It hurts to be the wrong doer, but it hurts worse to be the wronged.
"No, I don't speak to MS Dhoni. When I was playing for CSK, that's when we spoke, but otherwise we haven't spoken. It's been ten years and more. I have no reason; perhaps he does. I don't know what the reasons are."
"You know very well there aren't any,".
That was the first thing his mind had brought up as soon as he had seen the thing. Sure MS was never on social media as much. But he was very much in the know of everything that went around. Perhaps it was Sakshi's habit of telling him every single thing to happen on God's slowly ungreening world, or his brain's habit of downloading even the most insignificant details of whatever was happening around him. But either way Mahi just came to know of things, sometimes he too wouldn't be aware how.
He would come to know of things.
Especially things said about him. And look, he was an expert, a master even, at weeding unnecessary things said but irrelevant people away. But some people were never going to be irrelevant to him. They had touched his life and touched his life in a big manner. Yes he knew there were some misunderstandings on both ends. Yes he knew that there were some things he could have done different.

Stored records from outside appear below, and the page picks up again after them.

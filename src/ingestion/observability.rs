use std::fmt;
use std::sync::Arc;

use tracing::{error, info, warn};

use crate::error::{IngestionError, RowRejection};

use super::unified::IngestionFormat;

/// Severity classification used for observer callbacks and alerting thresholds.
#[derive(Debug, Clone, Copy, PartialEq, Eq, PartialOrd, Ord)]
pub enum IngestionSeverity {
    /// Informational event.
    Info,
    /// Warning-level event (non-fatal).
    Warning,
    /// Error-level event (the upload was refused).
    Error,
    /// Critical error (typically I/O or other infrastructure failures).
    Critical,
}

/// Context about an ingestion attempt.
#[derive(Debug, Clone)]
pub struct IngestionContext {
    /// Original name of the uploaded file.
    pub file_name: String,
    /// Format used for parsing, if one could be determined.
    pub format: Option<IngestionFormat>,
}

/// Counts reported on successful ingestion.
#[derive(Debug, Clone, Copy, PartialEq, Eq)]
pub struct IngestionStats {
    /// Data rows produced by the parser.
    pub rows_parsed: usize,
    /// Rows that became show records.
    pub accepted: usize,
    /// Rows dropped by the normalizer.
    pub rejected: usize,
}

/// Observer interface for ingestion outcomes.
///
/// Implementors can record metrics, logs, or trigger alerts.
pub trait IngestionObserver: Send + Sync {
    /// Called when ingestion succeeds.
    fn on_success(&self, _ctx: &IngestionContext, _stats: IngestionStats) {}

    /// Called for every row the normalizer drops. `row` is the 1-based data row index.
    fn on_row_rejected(&self, _ctx: &IngestionContext, _row: usize, _reason: &RowRejection) {}

    /// Called when ingestion fails.
    fn on_failure(&self, _ctx: &IngestionContext, _severity: IngestionSeverity, _error: &IngestionError) {}

    /// Called when an ingestion failure meets an alert threshold.
    ///
    /// Default behavior forwards to [`Self::on_failure`].
    fn on_alert(&self, ctx: &IngestionContext, severity: IngestionSeverity, error: &IngestionError) {
        self.on_failure(ctx, severity, error)
    }
}

/// An observer that fans out callbacks to a list of observers.
#[derive(Default)]
pub struct CompositeObserver {
    observers: Vec<Arc<dyn IngestionObserver>>,
}

impl CompositeObserver {
    /// Create a new composite observer from a list of observers.
    pub fn new(observers: Vec<Arc<dyn IngestionObserver>>) -> Self {
        Self { observers }
    }
}

impl fmt::Debug for CompositeObserver {
    fn fmt(&self, f: &mut fmt::Formatter<'_>) -> fmt::Result {
        f.debug_struct("CompositeObserver")
            .field("observers_len", &self.observers.len())
            .finish()
    }
}

impl IngestionObserver for CompositeObserver {
    fn on_success(&self, ctx: &IngestionContext, stats: IngestionStats) {
        for o in &self.observers {
            o.on_success(ctx, stats);
        }
    }

    fn on_row_rejected(&self, ctx: &IngestionContext, row: usize, reason: &RowRejection) {
        for o in &self.observers {
            o.on_row_rejected(ctx, row, reason);
        }
    }

    fn on_failure(&self, ctx: &IngestionContext, severity: IngestionSeverity, error: &IngestionError) {
        for o in &self.observers {
            o.on_failure(ctx, severity, error);
        }
    }

    fn on_alert(&self, ctx: &IngestionContext, severity: IngestionSeverity, error: &IngestionError) {
        for o in &self.observers {
            o.on_alert(ctx, severity, error);
        }
    }
}

/// Emits ingestion outcomes as `tracing` events.
#[derive(Debug, Default)]
pub struct TracingObserver;

impl IngestionObserver for TracingObserver {
    fn on_success(&self, ctx: &IngestionContext, stats: IngestionStats) {
        info!(
            file = %ctx.file_name,
            format = ?ctx.format,
            rows = stats.rows_parsed,
            accepted = stats.accepted,
            rejected = stats.rejected,
            "ingestion succeeded"
        );
    }

    fn on_failure(&self, ctx: &IngestionContext, severity: IngestionSeverity, error: &IngestionError) {
        warn!(
            file = %ctx.file_name,
            format = ?ctx.format,
            ?severity,
            %error,
            "ingestion failed"
        );
    }

    fn on_alert(&self, ctx: &IngestionContext, severity: IngestionSeverity, error: &IngestionError) {
        error!(
            file = %ctx.file_name,
            format = ?ctx.format,
            ?severity,
            %error,
            "ingestion alert"
        );
    }
}
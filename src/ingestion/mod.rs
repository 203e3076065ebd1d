//! Ingestion entrypoints and implementations.
//!
//! Most callers should use [`ingest_upload`] (from [`unified`]) which:
//!
//! - picks a parser by file extension (or you can override via [`IngestionOptions`])
//! - normalizes every parsed row into a [`crate::types::CanonicalShow`], dropping bad rows
//! - optionally reports success/failure/alerts to an [`IngestionObserver`]
//!
//! The individual stages are also available:
//! - [`csv`] and `excel` (feature `excel`): tabular parsers
//! - [`resolver`]: header-spelling-tolerant field lookup
//! - [`coords`]: latitude/longitude extraction
//! - [`dates`]: show-date parsing
//! - [`normalize`]: the row normalizer

pub mod coords;
pub mod csv;
pub mod dates;
#[cfg(feature = "excel")]
pub mod excel;
pub mod normalize;
pub mod observability;
pub mod resolver;
pub mod unified;

pub use normalize::{normalize_manual_entry, normalize_row};
pub use observability::{
    CompositeObserver, IngestionContext, IngestionObserver, IngestionSeverity, IngestionStats, TracingObserver,
};
pub use resolver::{resolve_field, ShowField};
pub use unified::{
    ingest_upload, parse_rows, try_ingest_upload, user_message, IngestedShows, IngestionFormat, IngestionOptions,
    DEFAULT_MAX_FILE_BYTES,
};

But for people who claim to wear their hearts on sleeves, they sure hid a lot from him. He had never done the same. They should know he had never done the same. Sure he kept his anger in check, his opinions unvoiced, his hurt unanounced. But he had never held ill will, grudges, resentment or the like for anyone! Anyone. And they knew that. They should know that. They had seen him grow from a dumb and naive kid to a seasoned captain. They had seen what both the World Cups of 2007 had been like for him.
People thought he hid everything as if it was second nature. But he didn't. It was something he had learnt over time. Something he had perfected over time. They had been right there when he had been learning. Right there when his walls had been imperfect and see through.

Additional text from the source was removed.